_Exercise brief:_ For each line in the data below that has the word "false", copy that line.

Stored items
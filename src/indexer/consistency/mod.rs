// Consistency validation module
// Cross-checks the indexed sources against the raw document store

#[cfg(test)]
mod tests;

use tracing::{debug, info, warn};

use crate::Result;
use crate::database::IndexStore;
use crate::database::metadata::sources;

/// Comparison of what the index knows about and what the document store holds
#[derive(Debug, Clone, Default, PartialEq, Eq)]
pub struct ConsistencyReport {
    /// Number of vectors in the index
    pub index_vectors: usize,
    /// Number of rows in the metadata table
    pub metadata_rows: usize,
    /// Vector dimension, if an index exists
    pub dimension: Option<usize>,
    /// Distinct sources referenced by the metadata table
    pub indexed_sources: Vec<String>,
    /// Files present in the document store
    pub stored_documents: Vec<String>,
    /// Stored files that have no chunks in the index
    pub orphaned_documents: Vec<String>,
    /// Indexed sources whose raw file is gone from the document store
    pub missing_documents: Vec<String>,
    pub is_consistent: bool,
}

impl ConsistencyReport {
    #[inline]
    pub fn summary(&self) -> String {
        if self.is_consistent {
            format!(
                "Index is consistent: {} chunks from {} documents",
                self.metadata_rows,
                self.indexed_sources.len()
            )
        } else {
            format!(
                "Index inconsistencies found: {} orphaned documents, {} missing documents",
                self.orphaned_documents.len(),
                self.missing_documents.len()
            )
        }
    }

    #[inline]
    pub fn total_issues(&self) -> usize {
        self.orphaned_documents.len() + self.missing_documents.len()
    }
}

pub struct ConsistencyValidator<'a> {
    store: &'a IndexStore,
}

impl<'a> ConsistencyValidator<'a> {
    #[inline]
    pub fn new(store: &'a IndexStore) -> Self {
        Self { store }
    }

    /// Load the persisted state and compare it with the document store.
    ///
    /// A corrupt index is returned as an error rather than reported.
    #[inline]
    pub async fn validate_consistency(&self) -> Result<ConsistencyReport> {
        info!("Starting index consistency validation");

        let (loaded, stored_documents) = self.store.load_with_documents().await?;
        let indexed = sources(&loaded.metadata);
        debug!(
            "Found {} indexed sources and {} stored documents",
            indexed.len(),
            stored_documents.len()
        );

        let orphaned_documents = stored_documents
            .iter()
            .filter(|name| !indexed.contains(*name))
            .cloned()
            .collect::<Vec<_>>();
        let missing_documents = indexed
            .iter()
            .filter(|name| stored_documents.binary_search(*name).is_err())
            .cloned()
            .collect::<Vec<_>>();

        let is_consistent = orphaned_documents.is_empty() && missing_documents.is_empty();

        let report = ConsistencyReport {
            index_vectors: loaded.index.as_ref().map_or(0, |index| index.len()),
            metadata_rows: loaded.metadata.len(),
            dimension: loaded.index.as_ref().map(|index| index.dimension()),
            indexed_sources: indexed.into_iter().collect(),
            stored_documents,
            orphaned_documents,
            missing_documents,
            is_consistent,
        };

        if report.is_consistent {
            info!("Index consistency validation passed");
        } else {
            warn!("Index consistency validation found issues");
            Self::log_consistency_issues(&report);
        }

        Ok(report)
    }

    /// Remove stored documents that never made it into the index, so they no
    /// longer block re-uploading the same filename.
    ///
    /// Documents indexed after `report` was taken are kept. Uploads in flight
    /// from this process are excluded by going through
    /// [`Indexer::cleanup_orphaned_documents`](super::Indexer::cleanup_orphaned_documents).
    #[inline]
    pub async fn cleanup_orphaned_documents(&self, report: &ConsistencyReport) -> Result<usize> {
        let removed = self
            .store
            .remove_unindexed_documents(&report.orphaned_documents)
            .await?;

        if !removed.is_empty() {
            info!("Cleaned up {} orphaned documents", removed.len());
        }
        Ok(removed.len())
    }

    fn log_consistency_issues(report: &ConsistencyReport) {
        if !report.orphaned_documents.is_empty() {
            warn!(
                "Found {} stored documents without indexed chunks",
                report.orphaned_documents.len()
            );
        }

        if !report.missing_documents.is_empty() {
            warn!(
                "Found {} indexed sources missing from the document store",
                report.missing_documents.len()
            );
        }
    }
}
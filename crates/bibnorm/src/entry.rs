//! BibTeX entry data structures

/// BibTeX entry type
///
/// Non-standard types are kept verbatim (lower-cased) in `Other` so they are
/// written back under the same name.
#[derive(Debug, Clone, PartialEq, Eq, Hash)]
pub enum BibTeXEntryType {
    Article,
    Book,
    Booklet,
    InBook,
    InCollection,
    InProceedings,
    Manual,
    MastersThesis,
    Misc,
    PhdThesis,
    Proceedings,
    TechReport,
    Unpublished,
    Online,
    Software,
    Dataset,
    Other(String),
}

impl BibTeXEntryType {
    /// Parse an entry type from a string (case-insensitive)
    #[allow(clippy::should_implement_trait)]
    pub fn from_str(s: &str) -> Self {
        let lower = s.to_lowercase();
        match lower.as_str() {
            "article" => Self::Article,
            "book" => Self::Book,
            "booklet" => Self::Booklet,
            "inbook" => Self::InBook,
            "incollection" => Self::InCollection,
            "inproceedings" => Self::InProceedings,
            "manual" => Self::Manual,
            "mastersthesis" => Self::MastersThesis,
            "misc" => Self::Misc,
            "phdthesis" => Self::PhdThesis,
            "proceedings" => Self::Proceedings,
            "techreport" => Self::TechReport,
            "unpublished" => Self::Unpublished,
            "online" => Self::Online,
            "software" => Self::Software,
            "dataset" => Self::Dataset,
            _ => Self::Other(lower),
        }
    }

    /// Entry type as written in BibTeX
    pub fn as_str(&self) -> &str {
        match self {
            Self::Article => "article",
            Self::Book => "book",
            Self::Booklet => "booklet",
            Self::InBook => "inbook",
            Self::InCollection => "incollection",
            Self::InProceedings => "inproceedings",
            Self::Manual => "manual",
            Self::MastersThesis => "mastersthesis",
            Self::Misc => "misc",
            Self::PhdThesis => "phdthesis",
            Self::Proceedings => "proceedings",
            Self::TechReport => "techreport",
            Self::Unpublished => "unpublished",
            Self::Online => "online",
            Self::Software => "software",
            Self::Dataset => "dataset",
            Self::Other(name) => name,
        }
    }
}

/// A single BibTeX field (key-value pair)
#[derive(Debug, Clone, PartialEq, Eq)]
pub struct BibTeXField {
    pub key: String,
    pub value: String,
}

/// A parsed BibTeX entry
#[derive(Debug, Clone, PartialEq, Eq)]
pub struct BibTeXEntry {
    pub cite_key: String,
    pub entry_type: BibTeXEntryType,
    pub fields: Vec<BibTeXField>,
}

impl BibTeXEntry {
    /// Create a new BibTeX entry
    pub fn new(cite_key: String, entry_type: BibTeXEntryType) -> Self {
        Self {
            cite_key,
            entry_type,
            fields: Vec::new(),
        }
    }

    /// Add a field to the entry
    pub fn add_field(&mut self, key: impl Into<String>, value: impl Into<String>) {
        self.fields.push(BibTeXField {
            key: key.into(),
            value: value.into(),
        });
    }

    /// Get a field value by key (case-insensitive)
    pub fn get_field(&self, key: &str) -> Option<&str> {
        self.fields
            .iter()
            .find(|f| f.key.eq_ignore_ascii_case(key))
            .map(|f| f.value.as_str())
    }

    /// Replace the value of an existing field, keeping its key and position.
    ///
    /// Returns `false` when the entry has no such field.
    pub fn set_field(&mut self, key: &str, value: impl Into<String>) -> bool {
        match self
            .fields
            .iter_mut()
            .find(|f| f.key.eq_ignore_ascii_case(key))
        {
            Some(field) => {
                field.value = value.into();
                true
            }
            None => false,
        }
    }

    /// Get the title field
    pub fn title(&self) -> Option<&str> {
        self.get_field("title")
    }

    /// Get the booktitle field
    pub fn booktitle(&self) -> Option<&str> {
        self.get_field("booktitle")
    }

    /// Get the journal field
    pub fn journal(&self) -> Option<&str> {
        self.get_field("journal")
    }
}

---

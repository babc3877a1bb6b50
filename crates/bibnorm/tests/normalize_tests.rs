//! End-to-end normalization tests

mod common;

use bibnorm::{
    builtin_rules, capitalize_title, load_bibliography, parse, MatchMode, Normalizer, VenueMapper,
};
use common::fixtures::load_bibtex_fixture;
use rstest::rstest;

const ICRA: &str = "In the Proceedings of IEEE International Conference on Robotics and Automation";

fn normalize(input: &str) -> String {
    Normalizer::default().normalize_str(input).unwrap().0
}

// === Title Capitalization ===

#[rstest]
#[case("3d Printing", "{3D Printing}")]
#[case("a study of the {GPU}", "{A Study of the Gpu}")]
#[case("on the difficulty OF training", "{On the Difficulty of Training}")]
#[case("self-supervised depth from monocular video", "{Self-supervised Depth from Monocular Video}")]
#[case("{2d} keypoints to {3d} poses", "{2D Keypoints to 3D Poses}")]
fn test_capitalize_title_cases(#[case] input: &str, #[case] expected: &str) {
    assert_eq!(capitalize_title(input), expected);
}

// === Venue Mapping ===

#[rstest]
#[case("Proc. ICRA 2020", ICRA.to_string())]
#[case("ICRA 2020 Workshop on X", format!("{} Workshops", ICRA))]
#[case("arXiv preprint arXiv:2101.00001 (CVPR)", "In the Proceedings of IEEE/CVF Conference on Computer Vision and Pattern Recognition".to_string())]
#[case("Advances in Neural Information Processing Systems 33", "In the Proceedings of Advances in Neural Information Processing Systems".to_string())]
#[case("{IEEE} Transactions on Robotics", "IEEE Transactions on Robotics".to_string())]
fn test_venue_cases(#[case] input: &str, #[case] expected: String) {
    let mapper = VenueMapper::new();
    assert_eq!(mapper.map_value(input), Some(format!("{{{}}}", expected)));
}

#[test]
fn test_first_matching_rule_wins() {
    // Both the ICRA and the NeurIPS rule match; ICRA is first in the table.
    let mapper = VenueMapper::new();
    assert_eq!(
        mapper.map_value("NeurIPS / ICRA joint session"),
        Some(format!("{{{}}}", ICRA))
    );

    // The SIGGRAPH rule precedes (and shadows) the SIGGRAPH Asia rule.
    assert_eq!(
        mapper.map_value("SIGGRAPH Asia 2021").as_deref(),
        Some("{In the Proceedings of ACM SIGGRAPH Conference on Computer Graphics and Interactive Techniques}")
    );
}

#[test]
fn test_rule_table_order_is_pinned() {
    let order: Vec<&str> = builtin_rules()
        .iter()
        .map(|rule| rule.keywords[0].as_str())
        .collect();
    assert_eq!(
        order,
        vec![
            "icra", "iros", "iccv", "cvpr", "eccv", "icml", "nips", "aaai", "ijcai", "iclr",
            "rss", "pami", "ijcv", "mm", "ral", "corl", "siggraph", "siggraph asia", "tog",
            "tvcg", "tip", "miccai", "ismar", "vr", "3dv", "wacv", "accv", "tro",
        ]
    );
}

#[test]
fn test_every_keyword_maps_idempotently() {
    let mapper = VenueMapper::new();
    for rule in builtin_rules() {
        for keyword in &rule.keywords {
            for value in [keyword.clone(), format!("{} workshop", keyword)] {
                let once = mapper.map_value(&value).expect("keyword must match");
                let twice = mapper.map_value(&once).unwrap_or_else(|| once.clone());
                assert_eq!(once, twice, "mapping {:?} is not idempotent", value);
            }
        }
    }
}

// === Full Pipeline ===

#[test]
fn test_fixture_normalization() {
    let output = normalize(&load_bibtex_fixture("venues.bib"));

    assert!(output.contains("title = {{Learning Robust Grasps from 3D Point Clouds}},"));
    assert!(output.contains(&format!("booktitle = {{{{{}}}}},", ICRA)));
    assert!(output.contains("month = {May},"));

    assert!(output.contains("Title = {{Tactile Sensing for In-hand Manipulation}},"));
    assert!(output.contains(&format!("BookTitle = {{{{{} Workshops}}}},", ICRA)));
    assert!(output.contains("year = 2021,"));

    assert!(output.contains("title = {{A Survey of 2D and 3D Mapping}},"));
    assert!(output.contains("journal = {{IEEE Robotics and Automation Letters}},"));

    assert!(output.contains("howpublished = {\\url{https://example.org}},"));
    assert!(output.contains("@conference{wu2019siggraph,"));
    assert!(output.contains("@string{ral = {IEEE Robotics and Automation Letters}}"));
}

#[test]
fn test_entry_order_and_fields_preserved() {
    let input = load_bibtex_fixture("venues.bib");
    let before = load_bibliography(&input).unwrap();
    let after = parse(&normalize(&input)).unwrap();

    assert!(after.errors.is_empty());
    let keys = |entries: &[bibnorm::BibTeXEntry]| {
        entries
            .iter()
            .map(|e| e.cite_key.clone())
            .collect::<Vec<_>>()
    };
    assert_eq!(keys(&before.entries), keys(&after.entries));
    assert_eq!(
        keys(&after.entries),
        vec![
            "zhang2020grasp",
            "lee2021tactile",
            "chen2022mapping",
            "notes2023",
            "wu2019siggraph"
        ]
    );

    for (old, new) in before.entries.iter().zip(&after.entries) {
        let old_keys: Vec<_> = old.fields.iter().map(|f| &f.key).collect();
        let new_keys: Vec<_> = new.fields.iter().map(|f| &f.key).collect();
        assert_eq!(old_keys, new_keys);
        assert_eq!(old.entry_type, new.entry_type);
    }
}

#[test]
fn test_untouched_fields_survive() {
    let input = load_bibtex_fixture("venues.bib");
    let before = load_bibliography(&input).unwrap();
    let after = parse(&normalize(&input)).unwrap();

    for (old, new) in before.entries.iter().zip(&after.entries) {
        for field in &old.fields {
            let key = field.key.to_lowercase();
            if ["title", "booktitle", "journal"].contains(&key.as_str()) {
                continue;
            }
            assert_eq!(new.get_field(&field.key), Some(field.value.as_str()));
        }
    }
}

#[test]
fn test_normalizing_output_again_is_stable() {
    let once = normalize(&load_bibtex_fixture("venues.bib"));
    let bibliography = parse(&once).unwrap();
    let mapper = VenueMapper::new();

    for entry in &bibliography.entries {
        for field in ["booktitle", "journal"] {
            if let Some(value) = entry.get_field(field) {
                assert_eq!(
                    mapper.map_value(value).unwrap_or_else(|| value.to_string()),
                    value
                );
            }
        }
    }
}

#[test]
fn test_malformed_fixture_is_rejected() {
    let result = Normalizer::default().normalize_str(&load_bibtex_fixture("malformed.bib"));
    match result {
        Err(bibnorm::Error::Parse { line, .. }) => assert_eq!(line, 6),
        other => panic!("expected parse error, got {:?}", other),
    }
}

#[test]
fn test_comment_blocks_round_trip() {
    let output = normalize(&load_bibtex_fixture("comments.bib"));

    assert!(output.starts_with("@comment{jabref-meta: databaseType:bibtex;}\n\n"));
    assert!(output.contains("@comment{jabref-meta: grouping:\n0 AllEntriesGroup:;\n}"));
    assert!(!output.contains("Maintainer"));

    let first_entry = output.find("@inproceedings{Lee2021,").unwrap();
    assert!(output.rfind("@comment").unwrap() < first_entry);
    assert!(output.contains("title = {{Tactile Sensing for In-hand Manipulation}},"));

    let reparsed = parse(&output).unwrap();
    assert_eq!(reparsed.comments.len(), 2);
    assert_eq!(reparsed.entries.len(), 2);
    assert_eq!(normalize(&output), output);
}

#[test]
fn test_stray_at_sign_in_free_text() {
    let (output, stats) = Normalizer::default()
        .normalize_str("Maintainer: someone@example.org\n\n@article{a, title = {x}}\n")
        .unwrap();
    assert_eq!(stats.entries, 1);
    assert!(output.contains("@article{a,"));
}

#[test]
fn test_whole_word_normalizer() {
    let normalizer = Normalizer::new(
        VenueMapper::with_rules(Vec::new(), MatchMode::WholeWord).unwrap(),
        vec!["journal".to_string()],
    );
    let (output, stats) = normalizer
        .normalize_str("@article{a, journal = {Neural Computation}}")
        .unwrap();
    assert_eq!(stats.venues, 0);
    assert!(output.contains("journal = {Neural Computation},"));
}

_Task response:_
    /// Returns `false` when the entry has no such field.
            None => false,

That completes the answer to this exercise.